When the mood strikes us, we venture back into the web of streets in this sultry city between the Adriatic and Ionian Seas, smack near the butt end of Italy’s heel. The streets of Lecce’s baroque centro storico were made for walking and the town’s well dressed residents are out in force, eating gelato, enjoying glasses of wine in sidewalk enotecas and stopping to greet one another, with an exchange of cheek kisses and a flurry of smiles. Overhead, crazy flocks of blackbirds, called rondini, in these parts, swirl and swoop in wild packs, making a racket and creating an eerie, tropical din I’ve never before encountered.

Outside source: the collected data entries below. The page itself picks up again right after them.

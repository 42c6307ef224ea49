//! Fluent construction of a [`ProviderSdk`].

use std::sync::Arc;
use std::time::Duration;

use papiea_client::ApiInstance;
use papiea_domain::config::SdkConfig;
use papiea_domain::error::Result;
use tracing::Span;

use crate::context::Shared;
use crate::sdk::ProviderSdk;
use crate::server::CallbackServer;

/// Builder for [`ProviderSdk`].
///
/// [`config`](Self::config) replaces every setting at once, so call it
/// before the individual setters.
///
/// ```rust,no_run
/// use papiea_sdk::ProviderSdk;
///
/// # fn example() -> papiea_domain::error::Result<()> {
/// let sdk = ProviderSdk::builder()
///     .engine_url("http://127.0.0.1:3333")
///     .s2s_key("admin-key")
///     .public_host("127.0.0.1")
///     .public_port(9005)
///     .build()?;
/// # Ok(())
/// # }
/// ```
#[derive(Debug, Default)]
pub struct ProviderSdkBuilder {
    config: SdkConfig,
    span: Option<Span>,
}

impl ProviderSdkBuilder {
    pub fn new() -> Self {
        Self::default()
    }

    pub fn config(mut self, config: &SdkConfig) -> Self {
        self.config = config.clone();
        self
    }

    // ── Engine ───────────────────────────────────────────────────────

    pub fn engine_url(mut self, url: impl Into<String>) -> Self {
        self.config.engine.base_url = url.into();
        self
    }

    /// Key used for registration and every provider-level call.
    pub fn s2s_key(mut self, key: impl Into<String>) -> Self {
        self.config.engine.s2s_key = Some(key.into());
        self
    }

    pub fn timeout(mut self, timeout: Duration) -> Self {
        self.config.engine.timeout_ms = timeout.as_millis() as u64;
        self
    }

    pub fn batch_size(mut self, batch_size: u64) -> Self {
        self.config.pagination.batch_size = batch_size;
        self
    }

    // ── Callback server ──────────────────────────────────────────────

    pub fn public_host(mut self, host: impl Into<String>) -> Self {
        self.config.server.public_host = host.into();
        self
    }

    pub fn public_port(mut self, port: u16) -> Self {
        self.config.server.public_port = port;
        self
    }

    pub fn bind_host(mut self, host: impl Into<String>) -> Self {
        self.config.server.bind_host = Some(host.into());
        self
    }

    // ── Provider document ────────────────────────────────────────────

    pub fn allow_extra_props(mut self, allow: bool) -> Self {
        self.config.allow_extra_props = allow;
        self
    }

    /// Span every engine call and callback is recorded under. Defaults to
    /// the span current at [`build`](Self::build) time.
    pub fn span(mut self, span: Span) -> Self {
        self.span = Some(span);
        self
    }

    pub fn build(self) -> Result<ProviderSdk> {
        let span = self.span.unwrap_or_else(Span::current);
        let engine_url = self.config.engine.base_url.trim_end_matches('/').to_owned();
        let timeout = self.config.engine.timeout();

        let mut provider_api = ApiInstance::new(&format!("{engine_url}/provider"), timeout)?
            .with_span(span.clone());
        if let Some(key) = &self.config.engine.s2s_key {
            provider_api = provider_api.with_bearer(key)?;
        }

        let shared = Arc::new(Shared {
            engine_url,
            s2s_key: self.config.engine.s2s_key.clone(),
            timeout,
            batch_size: self.config.pagination.batch_size,
            provider_api: Arc::new(provider_api),
            span: span.clone(),
        });
        let server = CallbackServer::new(&self.config.server).with_span(span);

        Ok(ProviderSdk::from_parts(
            shared,
            server,
            self.config.allow_extra_props,
        ))
    }
}

#[cfg(test)]
mod tests {
    use super::*;

    #[test]
    fn setters_override_config() {
        let mut cfg = SdkConfig::default();
        cfg.server.public_port = 9100;
        let sdk = ProviderSdkBuilder::new()
            .config(&cfg)
            .public_host("provider.local")
            .engine_url("http://engine:3333/")
            .build()
            .unwrap();
        assert_eq!(
            sdk.server().callback_url(Some("Location")),
            "http://provider.local:9100/Location"
        );
        assert_eq!(sdk.engine_url(), "http://engine:3333");
    }

    #[test]
    fn invalid_key_is_rejected() {
        let err = ProviderSdkBuilder::new().s2s_key("bad\nkey").build().unwrap_err();
        assert!(matches!(err, papiea_domain::error::Error::Config(_)));
    }
}
impl ProviderSdk {
    pub fn builder() -> ProviderSdkBuilder {
        ProviderSdkBuilder::new()
    }

    pub(crate) fn from_parts(shared: Arc<Shared>, server: CallbackServer, allow_extra_props: bool) -> Self {
        Self {
            shared,
            server,
            prefix: None,
            version: None,
            kinds: Vec::new(),
            procedures: BTreeMap::new(),
            extension_structure: json!({}),
            allow_extra_props,
            policy: None,
            oauth2: None,
            auth_model: None,
            registered: None,
        }
    }

    // ── Provider document ────────────────────────────────────────────

    /// Fails once a route is mounted with a different prefix.
    pub fn prefix(&mut self, prefix: impl Into<String>) -> Result<&mut Self> {
        self.ensure_configurable()?;
        let prefix = prefix.into();
        self.ensure_identity_unchanged("prefix", self.prefix.as_deref(), &prefix)?;
        self.prefix = Some(prefix);
        Ok(self)
    }

    /// Fails once a route is mounted with a different version.
    pub fn version(&mut self, version: impl Into<String>) -> Result<&mut Self> {
        self.ensure_configurable()?;
        let version = version.into();
        self.ensure_identity_unchanged("version", self.version.as_deref(), &version)?;
        self.version = Some(version);
        Ok(self)
    }

    /// Schema of the metadata extension every entity of this provider
    /// must carry.
    pub fn metadata_extension(&mut self, schema: Value) -> Result<&mut Self> {
        self.ensure_configurable()?;
        self.extension_structure = schema;
        Ok(self)
    }

    pub fn allow_extra_props(&mut self, allow: bool) -> Result<&mut Self> {
        self.ensure_configurable()?;
        self.allow_extra_props = allow;
        Ok(self)
    }

    /// Attach the OAuth2 description, auth model and policy the engine
    /// enforces for this provider.
    pub fn secure_with(
        &mut self,
        oauth2: impl Into<String>,
        auth_model: impl Into<String>,
        policy: impl Into<String>,
    ) -> Result<&mut Self> {
        self.ensure_configurable()?;
        self.oauth2 = Some(oauth2.into());
        self.auth_model = Some(auth_model.into());
        self.policy = Some(policy.into());
        Ok(self)
    }

    // ── Kinds ────────────────────────────────────────────────────────

    /// Add a kind built from `{Name: {<schema>, "x-papiea-entity": ..}}`.
    pub fn new_kind(&mut self, description: &Value) -> Result<KindBuilder<'_>> {
        self.ensure_configurable()?;
        let kind = Kind::from_description(description)?;
        if self.kind_index(&kind.name).is_some() {
            return Err(Error::Config(format!("kind '{}' already exists", kind.name)));
        }
        self.kinds.push(kind);
        let index = self.kinds.len() - 1;
        Ok(KindBuilder::new(self, index))
    }

    /// Add a prepared kind. `Ok(None)` when a kind with that name exists.
    pub fn add_kind(&mut self, kind: Kind) -> Result<Option<KindBuilder<'_>>> {
        self.ensure_configurable()?;
        if self.kind_index(&kind.name).is_some() {
            return Ok(None);
        }
        self.kinds.push(kind);
        let index = self.kinds.len() - 1;
        Ok(Some(KindBuilder::new(self, index)))
    }

    /// Drop a kind from the document. Its callback routes stay mounted.
    pub fn remove_kind(&mut self, name: &str) -> Result<bool> {
        self.ensure_configurable()?;
        Ok(match self.kind_index(name) {
            Some(index) => {
                self.kinds.remove(index);
                true
            }
            None => false,
        })
    }

    /// Re-open a kind added earlier.
    pub fn kind_builder(&mut self, name: &str) -> Option<KindBuilder<'_>> {
        let index = self.kind_index(name)?;
        Some(KindBuilder::new(self, index))
    }

    pub fn kinds(&self) -> &[Kind] {
        &self.kinds
    }

    fn kind_index(&self, name: &str) -> Option<usize> {
        self.kinds.iter().position(|k| k.name == name)
    }

    // ── Procedures ───────────────────────────────────────────────────

    /// Provider-level procedure, served at `/{name}`.
    pub fn provider_procedure(
        &mut self,
        name: &str,
        description: ProcedureDescription,
        handler: impl ProcedureHandler,
    ) -> Result<&mut Self> {
        self.ensure_configurable()?;
        if name == HEALTHCHECK {
            return Err(Error::Config(format!(
                "'{HEALTHCHECK}' is reserved for liveness probes"
            )));
        }
        let signature = self.signature(name, None, description)?;
        self.mount(
            route_path(name, None),
            RouteHandler::Procedure(Arc::new(handler)),
        )?;
        self.procedures.insert(name.to_owned(), signature);
        Ok(self)
    }

    // ── Registration ─────────────────────────────────────────────────

    /// Send the provider document to the engine and start the callback
    /// server. One-shot.
    pub async fn register(&mut self) -> Result<()> {
        if self.registered.is_some() {
            return Err(Error::Config("provider is already registered".into()));
        }
        let provider = self.document()?;

        let span = self.shared.span.clone();
        async {
            tracing::info!(
                prefix = %provider.prefix,
                version = %provider.version,
                "registering provider"
            );
            self.shared
                .provider_api
                .execute(reqwest::Method::POST, "", Some(&provider), None)
                .await?;
            self.server.start().await?;
            Ok::<_, Error>(())
        }
        .instrument(span)
        .await?;

        TraceEvent::ProviderRegistered {
            prefix: provider.prefix.clone(),
            version: provider.version.clone(),
            kinds: provider.kinds.len(),
            procedures: provider.procedures.len(),
        }
        .emit();
        self.registered = Some(provider);
        Ok(())
    }

    /// Assemble the provider document. Fails naming the first missing
    /// field among prefix, version and kind.
    pub fn document(&self) -> Result<Provider> {
        let missing = |field: &str| Error::Config(format!("Malformed provider description. Missing: {field}"));
        let prefix = self.prefix.clone().ok_or_else(|| missing("prefix"))?;
        let version = self.version.clone().ok_or_else(|| missing("version"))?;
        if self.kinds.is_empty() {
            return Err(missing("kind"));
        }
        Ok(Provider {
            prefix,
            version,
            kinds: self.kinds.clone(),
            procedures: self.procedures.clone(),
            extension_structure: self.extension_structure.clone(),
            allow_extra_props: self.allow_extra_props,
            policy: self.policy.clone(),
            oauth2: self.oauth2.clone(),
            auth_model: self.auth_model.clone(),
        })
    }

    /// The document the engine accepted, once registered.
    pub fn provider(&self) -> Option<&Provider> {
        self.registered.as_ref()
    }

    pub fn is_registered(&self) -> bool {
        self.registered.is_some()
    }

    pub async fn shutdown(&self) {
        self.server.shutdown().await;
    }

    // ── Accessors ────────────────────────────────────────────────────

    pub fn server(&self) -> &CallbackServer {
        &self.server
    }

    pub fn engine_url(&self) -> &str {
        &self.shared.engine_url
    }

    /// Address the callback server listens on, once registered.
    pub fn local_addr(&self) -> Option<SocketAddr> {
        self.server.local_addr()
    }

    pub fn client_options(&self) -> ClientOptions {
        self.shared.client_options(self.shared.s2s_key.as_deref())
    }

    pub fn provider_client(&self) -> Result<ProviderClient> {
        let (prefix, version) = self.identity()?;
        ProviderClient::new(&self.client_options(), &prefix, &version)
    }

    pub fn intent_watcher(&self) -> Result<IntentWatcherClient> {
        IntentWatcherClient::new(&self.client_options())
    }

    /// Security API acting with the SDK's own key.
    pub fn provider_security_api(&self) -> Result<SecurityApi> {
        let key = self
            .shared
            .s2s_key
            .clone()
            .ok_or_else(|| Error::Config("no provider s2s key configured".into()))?;
        self.new_security_api(&key)
    }

    pub fn new_security_api(&self, key: &str) -> Result<SecurityApi> {
        let (prefix, version) = self.identity()?;
        Ok(self.shared.security_api(&prefix, &version, key))
    }

    // ── crate internals ──────────────────────────────────────────────

    pub(crate) fn ensure_configurable(&self) -> Result<()> {
        if self.registered.is_some() {
            return Err(Error::Config(
                "provider is already registered; configure it before register()".into(),
            ));
        }
        Ok(())
    }

    fn ensure_identity_unchanged(&self, field: &str, current: Option<&str>, new: &str) -> Result<()> {
        if self.server.should_run() && current != Some(new) {
            return Err(Error::Config(format!(
                "cannot change the provider {field} after callbacks are mounted"
            )));
        }
        Ok(())
    }

    fn identity(&self) -> Result<(String, String)> {
        match (&self.prefix, &self.version) {
            (Some(p), Some(v)) => Ok((p.clone(), v.clone())),
            (None, _) => Err(Error::Config("provider prefix is not set".into())),
            (_, None) => Err(Error::Config("provider version is not set".into())),
        }
    }

    /// Signature of a procedure served by this SDK. Input and output
    /// schemas default to `{}`.
    pub(crate) fn signature(
        &self,
        name: &str,
        kind: Option<&str>,
        description: ProcedureDescription,
    ) -> Result<ProceduralSignature> {
        validate_error_codes(description.errors_schemas.as_ref())?;
        Ok(ProceduralSignature {
            name: name.to_owned(),
            argument: description.input_schema.unwrap_or_else(|| json!({})),
            result: description.output_schema.unwrap_or_else(|| json!({})),
            execution_strategy: ExecutionStrategy::Basic,
            procedure_callback: self.server.procedure_callback_url(name, kind),
            base_callback: self.server.callback_url(kind),
            errors_schemas: description.errors_schemas,
            description: description.description,
        })
    }

    /// Mount a handler. Needs prefix and version, which every context the
    /// route creates carries.
    pub(crate) fn mount(&self, path: String, handler: RouteHandler) -> Result<()> {
        let (prefix, version) = self.identity()?;
        let seed = ContextSeed {
            shared: self.shared.clone(),
            prefix,
            version,
        };
        self.server.register(path, Route { handler, seed });
        Ok(())
    }

    pub(crate) fn kind_mut(&mut self, index: usize) -> &mut Kind {
        &mut self.kinds[index]
    }

    pub(crate) fn kind_at(&self, index: usize) -> &Kind {
        &self.kinds[index]
    }
}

On our first passegiata in the city, we notice music and a crowd forming on Via Templari Street and follow our ears to see what’s going on. A street-side piano player is leading a group of middle aged Italians in a rousing version of what I later learned is a famous WWI era, Neapolitan love song, “‘O Surdato ‘Nnamurato” (The Soldier In Love). I’m not accustomed to seeing people set up pianos on the street, and I hadn’t seen people have so much fun in a very long time. I assumed it was some sort of special festa we were unaware of, but onlookers quickly disabused me of that notion.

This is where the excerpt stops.